Samuil Yevgenyevich Feinberg (, also Samuel; 26 May 1890,  Odessa – 22 October 1962, Moscow) was a Russian and Soviet composer and pianist.

Biography
Born in Odessa, Feinberg lived in Moscow from 1894 and studied with Alexander Goldenweiser at the Moscow Conservatory. He also studied composition privately under Nikolai Zhilyayev. He graduated from the Conservatory in 1911, after which he embarked upon a career as a solo pianist, while composing on the side. However, he was soon sent to fight in the First World War for Russia until he became ill and was discharged. In 1922, he joined the faculty at the Moscow Conservatory, relaunching his pianistic career. By 1930, due to the political repressions in Stalin's Russia, Feinberg's concert activities became limited. He made only two foreign trips in the 1930s: Vienna in 1936 and Brussels in 1938; hence he is generally not well known outside Russia. In 1946, he was awarded the Stalin Prize.

Feinberg was the first pianist to perform the complete The Well-Tempered Clavier by Bach in concert in the USSR. He is most remembered today for his complete recording of it, and many other works from the classical and romantic eras.

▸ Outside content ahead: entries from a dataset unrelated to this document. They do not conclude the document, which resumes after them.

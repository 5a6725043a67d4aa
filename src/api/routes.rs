//! API route configuration.

use crate::api::handlers::list_users_handler;
use crate::state::AppState;
use axum::{Router, routing::get};

/// All API routes.
///
/// # Endpoints
///
/// - `GET /users` - List all users (cached)
pub fn routes() -> Router<AppState> {
    Router::new().route("/users", get(list_users_handler))
}
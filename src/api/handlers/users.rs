//! Handler for the user listing endpoint.

use axum::{Json, extract::State};

use crate::api::dto::users::UserResponse;
use crate::error::AppError;
use crate::state::AppState;

/// Returns all users as JSON.
///
/// # Endpoint
///
/// `GET /api/users`
///
/// # Request Flow
///
/// 1. [`crate::application::services::UserService`] checks the cache under
///    the `all_users` key
/// 2. On miss, the user repository is queried and the result cached
/// 3. The listing is returned with 200
///
/// # Errors
///
/// Any failure on the path maps to 500 with an error message body.
pub async fn list_users_handler(
    State(state): State<AppState>,
) -> Result<Json<Vec<UserResponse>>, AppError> {
    let users = state.user_service.list_users().await?;

    Ok(Json(users.into_iter().map(UserResponse::from).collect()))
}
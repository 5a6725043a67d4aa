use tracing_subscriber::EnvFilter;
use user_directory::config::{self, Config};
use user_directory::server;

#[tokio::main]
async fn main() -> anyhow::Result<()> {
    dotenvy::dotenv().ok();

    let config = config::load_from_env()?;
    init_tracing(&config);
    config.print_summary();

    server::run(config).await
}

fn init_tracing(config: &Config) {
    let filter = EnvFilter::try_from_default_env()
        .unwrap_or_else(|_| EnvFilter::new(config.log_level.clone()));

    let builder = tracing_subscriber::fmt().with_env_filter(filter);

    if config.log_format == "json" {
        builder.json().init();
    } else {
        builder.init();
    }
}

He also composed three piano concertos, a dozen piano sonatas (private recordings exist of him playing his piano Sonatas 1, 2, 9 and 12), as well as fantasias and other works for the instrument. Pianist Tatiana Nikolayeva said that each of his sonatas was a "poem of life". Feinberg has been called "A musical heir to Scriabin", who heard the young pianist play his fourth sonata and praised it highly.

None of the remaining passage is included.